BiSparse-AAS: Bilinear Sparse Attention and Adaptive Spans Framework for Scalable and Efficient Text Summarization
Desta Haileselassie Hagos, Legand L. Burge, Anietie Andy, Anis Yazidi, Vladimir Vlassov
TL;DR
BiSparse-AAS introduces a unified, efficient framework for long-sequence text summarization by integrating bilinear attention with sparse attention and adaptive attention spans. By replacing standard self-attention with a learnable bilinear form and dynamically masking and extending attention ranges, the approach achieves near-linear scalability while preserving contextual coherence. Empirical results across CNN/DailyMail, XSum, OpenWebText, and Gigaword report strong ROUGE and semantic metrics, with notable parameter and compute reductions compared to GPT-2-like baselines.
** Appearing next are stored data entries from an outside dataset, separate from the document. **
//! Full-scan cache over a paginated listing

use std::fmt;
use std::future::Future;
use std::sync::Arc;

use futures::future::{BoxFuture, FutureExt};
use tracing::{debug, warn};

use super::read_through::{CacheState, Cancelled, ReadThroughCache};
use super::stats::CacheStats;
use crate::time::{Clock, SystemClock};

/// Scans stop with [`PageLimitExceeded`] after this many pages by default
pub const DEFAULT_MAX_PAGES: u32 = 500;

/// The listing still reported a further page after the scan's page limit
#[derive(Debug, Clone, Copy, PartialEq, Eq)]
pub struct PageLimitExceeded {
    pub cache: &'static str,
    pub max_pages: u32,
}

impl fmt::Display for PageLimitExceeded {
    fn fmt(&self, f: &mut fmt::Formatter<'_>) -> fmt::Result {
        write!(f, "{} listing did not end within {} pages", self.cache, self.max_pages)
    }
}

impl std::error::Error for PageLimitExceeded {}

/// One page of a listing
#[derive(Debug, Clone, PartialEq)]
pub struct PageChunk<I> {
    pub items: Vec<I>,
    /// The server reported a further page
    pub has_next: bool,
}

/// Factory for the fetch of one page; pages are numbered from 1
pub type PageLoader<I, E> =
    Arc<dyn Fn(u32) -> BoxFuture<'static, Result<PageChunk<I>, E>> + Send + Sync>;

/// Fetches every page in order on a miss and stores the concatenation as a
/// single unbounded entry
pub struct PaginatedCache<I, E, C = SystemClock>
where
    C: Clock,
{
    inner: ReadThroughCache<(), Vec<I>, E, C>,
    pages: PageLoader<I, E>,
    max_pages: u32,
}

impl<I, E> PaginatedCache<I, E, SystemClock>
where
    I: Clone + Send + Sync + 'static,
    E: Clone + From<PageLimitExceeded> + Send + Sync + 'static,
{
    pub fn new(name: &'static str, pages: PageLoader<I, E>) -> Self {
        Self::with_clock(name, pages, SystemClock)
    }
}

impl<I, E, C> PaginatedCache<I, E, C>
where
    I: Clone + Send + Sync + 'static,
    E: Clone + From<PageLimitExceeded> + Send + Sync + 'static,
    C: Clock,
{
    pub fn with_clock(name: &'static str, pages: PageLoader<I, E>, clock: C) -> Self {
        Self {
            inner: ReadThroughCache::with_clock(name, None, clock),
            pages,
            max_pages: DEFAULT_MAX_PAGES,
        }
    }

    /// Fail the scan instead of requesting page `max_pages + 1`.
    pub fn with_max_pages(mut self, max_pages: u32) -> Self {
        self.max_pages = max_pages.max(1);
        self
    }

    pub async fn get(&self) -> Result<Vec<I>, E> {
        let scan = self.scan();
        self.inner.get_or_fetch((), move || scan).await
    }

    pub async fn get_until<X>(&self, cancelled: X) -> Result<Vec<I>, E>
    where
        X: Future<Output = ()> + Send,
        E: From<Cancelled>,
    {
        let scan = self.scan();
        self.inner.get_or_fetch_until((), move || scan, cancelled).await
    }

    pub fn invalidate(&self) {
        self.inner.invalidate(&());
    }

    pub fn state(&self) -> CacheState {
        self.inner.state(&())
    }

    pub fn stats(&self) -> CacheStats {
        self.inner.stats()
    }

    /// Sequential scan from page 1; any page failure fails the whole scan,
    /// as does a listing that is still going after `max_pages`.
    fn scan(&self) -> BoxFuture<'static, Result<Vec<I>, E>> {
        let pages = Arc::clone(&self.pages);
        let name = self.inner.name();
        let max_pages = self.max_pages;
        async move {
            let mut items = Vec::new();
            let mut page = 1_u32;
            loop {
                let chunk = pages(page).await?;
                let last = !chunk.has_next || chunk.items.is_empty();
                items.extend(chunk.items);
                if last {
                    break;
                }
                if page >= max_pages {
                    warn!(cache = name, max_pages, "listing still has pages; giving up");
                    return Err(E::from(PageLimitExceeded { cache: name, max_pages }));
                }
                page += 1;
            }
            debug!(cache = name, pages = page, items = items.len(), "full scan complete");
            Ok(items)
        }
        .boxed()
    }
}

impl<I, E, C> fmt::Debug for PaginatedCache<I, E, C>
where
    C: Clock,
{
    fn fmt(&self, f: &mut fmt::Formatter<'_>) -> fmt::Result {
        f.debug_struct("PaginatedCache").field("inner", &self.inner).finish_non_exhaustive()
    }
}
The framework serves as a drop-in, resource-friendly solution for extractive and abstractive summarization and offers a scalable path for broader long-sequence NLP tasks.
Abstract
Transformer-based architectures have advanced text summarization, yet their quadratic complexity limits scalability on long documents. This paper introduces BiSparse-AAS (Bilinear Sparse Attention with Adaptive Spans), a novel framework that combines sparse attention, adaptive spans, and bilinear attention to address these limitations. Sparse attention reduces computational costs by focusing on the most relevant parts of the input, while adaptive spans dynamically adjust the attention ranges. Bilinear attention complements both by modeling complex token interactions within this refined context. BiSparse-AAS consistently outperforms state-of-the-art baselines in both extractive and abstractive summarization tasks, achieving average ROUGE improvements of about 68.1% on CNN/DailyMail and 52.6% on XSum, while maintaining strong performance on OpenWebText and Gigaword datasets. By addressing efficiency, scalability, and long-sequence modeling, BiSparse-AAS provides a unified, practical solution for real-world text summarization applications.